In the records that follow, locate every line with "failed" and extract it.

** Opening Data excerpts block **

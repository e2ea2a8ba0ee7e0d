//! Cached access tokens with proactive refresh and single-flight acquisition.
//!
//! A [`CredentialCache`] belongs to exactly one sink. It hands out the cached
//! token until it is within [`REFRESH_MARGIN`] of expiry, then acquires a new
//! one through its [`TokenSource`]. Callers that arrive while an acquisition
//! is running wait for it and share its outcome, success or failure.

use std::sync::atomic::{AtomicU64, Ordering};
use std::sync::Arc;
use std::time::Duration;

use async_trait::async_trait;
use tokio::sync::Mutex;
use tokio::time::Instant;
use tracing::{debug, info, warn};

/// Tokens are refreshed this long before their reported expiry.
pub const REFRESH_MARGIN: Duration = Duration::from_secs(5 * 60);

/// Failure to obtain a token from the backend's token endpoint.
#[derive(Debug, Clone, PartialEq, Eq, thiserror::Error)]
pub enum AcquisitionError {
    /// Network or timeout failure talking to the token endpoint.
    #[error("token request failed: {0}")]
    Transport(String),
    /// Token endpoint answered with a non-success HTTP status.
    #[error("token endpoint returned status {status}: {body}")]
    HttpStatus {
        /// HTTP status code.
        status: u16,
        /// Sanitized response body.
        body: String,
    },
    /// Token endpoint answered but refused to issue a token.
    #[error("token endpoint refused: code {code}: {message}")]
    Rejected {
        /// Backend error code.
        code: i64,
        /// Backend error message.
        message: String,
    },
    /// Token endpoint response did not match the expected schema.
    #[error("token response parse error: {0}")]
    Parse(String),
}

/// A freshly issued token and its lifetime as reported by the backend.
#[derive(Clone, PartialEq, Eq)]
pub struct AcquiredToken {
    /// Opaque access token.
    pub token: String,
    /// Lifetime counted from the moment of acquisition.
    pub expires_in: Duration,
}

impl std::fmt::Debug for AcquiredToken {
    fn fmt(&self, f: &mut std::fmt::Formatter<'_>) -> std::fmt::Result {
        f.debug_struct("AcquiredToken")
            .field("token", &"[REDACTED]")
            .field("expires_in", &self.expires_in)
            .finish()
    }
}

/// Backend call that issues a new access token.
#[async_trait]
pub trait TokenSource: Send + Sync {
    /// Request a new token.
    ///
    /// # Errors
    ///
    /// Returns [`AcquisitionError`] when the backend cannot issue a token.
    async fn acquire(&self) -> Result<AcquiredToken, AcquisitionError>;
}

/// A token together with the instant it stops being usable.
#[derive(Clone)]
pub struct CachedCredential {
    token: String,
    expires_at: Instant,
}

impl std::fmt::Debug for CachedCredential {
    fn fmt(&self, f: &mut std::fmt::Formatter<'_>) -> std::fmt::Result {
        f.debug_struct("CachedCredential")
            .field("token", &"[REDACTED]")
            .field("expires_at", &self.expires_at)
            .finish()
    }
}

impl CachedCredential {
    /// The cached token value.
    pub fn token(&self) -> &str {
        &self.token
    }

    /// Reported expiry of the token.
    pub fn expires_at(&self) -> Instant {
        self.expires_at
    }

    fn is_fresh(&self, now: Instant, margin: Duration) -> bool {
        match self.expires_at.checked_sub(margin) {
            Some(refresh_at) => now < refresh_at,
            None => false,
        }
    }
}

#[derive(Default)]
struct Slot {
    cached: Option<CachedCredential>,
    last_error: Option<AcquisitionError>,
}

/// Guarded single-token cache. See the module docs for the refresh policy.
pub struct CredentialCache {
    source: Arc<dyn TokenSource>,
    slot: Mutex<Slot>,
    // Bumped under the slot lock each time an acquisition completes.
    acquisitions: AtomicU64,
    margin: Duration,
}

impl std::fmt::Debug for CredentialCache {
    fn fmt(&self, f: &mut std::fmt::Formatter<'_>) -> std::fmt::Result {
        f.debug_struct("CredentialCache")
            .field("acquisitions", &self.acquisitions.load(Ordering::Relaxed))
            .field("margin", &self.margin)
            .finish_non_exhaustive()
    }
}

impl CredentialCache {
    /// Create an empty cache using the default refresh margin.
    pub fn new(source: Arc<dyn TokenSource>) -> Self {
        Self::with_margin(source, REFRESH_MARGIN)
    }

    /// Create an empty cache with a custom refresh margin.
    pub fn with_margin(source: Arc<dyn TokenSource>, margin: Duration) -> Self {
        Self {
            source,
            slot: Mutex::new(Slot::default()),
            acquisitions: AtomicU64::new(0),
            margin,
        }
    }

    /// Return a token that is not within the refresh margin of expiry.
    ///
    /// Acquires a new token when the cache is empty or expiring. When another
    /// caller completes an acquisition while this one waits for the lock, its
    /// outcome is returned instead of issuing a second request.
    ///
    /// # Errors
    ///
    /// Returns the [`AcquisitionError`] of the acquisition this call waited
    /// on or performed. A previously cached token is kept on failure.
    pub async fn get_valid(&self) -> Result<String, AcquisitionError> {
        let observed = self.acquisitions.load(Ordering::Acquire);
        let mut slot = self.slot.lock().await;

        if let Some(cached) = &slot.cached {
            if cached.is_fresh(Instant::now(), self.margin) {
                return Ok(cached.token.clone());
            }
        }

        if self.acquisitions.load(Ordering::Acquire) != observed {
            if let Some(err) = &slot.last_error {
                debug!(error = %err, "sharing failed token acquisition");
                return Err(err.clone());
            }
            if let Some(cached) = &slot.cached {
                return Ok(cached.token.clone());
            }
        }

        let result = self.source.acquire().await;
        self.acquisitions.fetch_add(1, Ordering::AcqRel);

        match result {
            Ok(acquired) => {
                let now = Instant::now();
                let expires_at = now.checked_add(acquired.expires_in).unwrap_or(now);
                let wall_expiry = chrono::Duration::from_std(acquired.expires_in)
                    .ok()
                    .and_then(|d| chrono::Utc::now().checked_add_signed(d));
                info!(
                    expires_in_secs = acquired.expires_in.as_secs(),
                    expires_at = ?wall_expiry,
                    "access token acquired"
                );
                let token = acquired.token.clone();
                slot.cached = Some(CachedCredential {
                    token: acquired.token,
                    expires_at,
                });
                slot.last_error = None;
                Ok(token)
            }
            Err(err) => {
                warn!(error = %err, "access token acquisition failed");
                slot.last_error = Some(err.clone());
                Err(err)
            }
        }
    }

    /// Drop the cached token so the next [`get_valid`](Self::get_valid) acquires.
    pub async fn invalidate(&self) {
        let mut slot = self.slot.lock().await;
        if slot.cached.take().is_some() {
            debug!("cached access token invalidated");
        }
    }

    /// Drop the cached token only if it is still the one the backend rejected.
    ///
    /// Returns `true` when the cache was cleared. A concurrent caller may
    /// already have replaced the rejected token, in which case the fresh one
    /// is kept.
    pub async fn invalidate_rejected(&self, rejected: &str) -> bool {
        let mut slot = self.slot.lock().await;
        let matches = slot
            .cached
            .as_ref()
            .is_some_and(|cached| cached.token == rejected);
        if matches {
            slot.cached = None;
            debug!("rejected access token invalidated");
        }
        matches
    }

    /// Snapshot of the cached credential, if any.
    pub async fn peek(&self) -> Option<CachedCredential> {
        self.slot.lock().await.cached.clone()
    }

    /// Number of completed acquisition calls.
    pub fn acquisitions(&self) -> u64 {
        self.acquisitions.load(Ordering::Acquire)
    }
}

** Closing Data excerpts block **

# Result below
    #[error("token request failed: {0}")]
                debug!(error = %err, "sharing failed token acquisition");
                warn!(error = %err, "access token acquisition failed");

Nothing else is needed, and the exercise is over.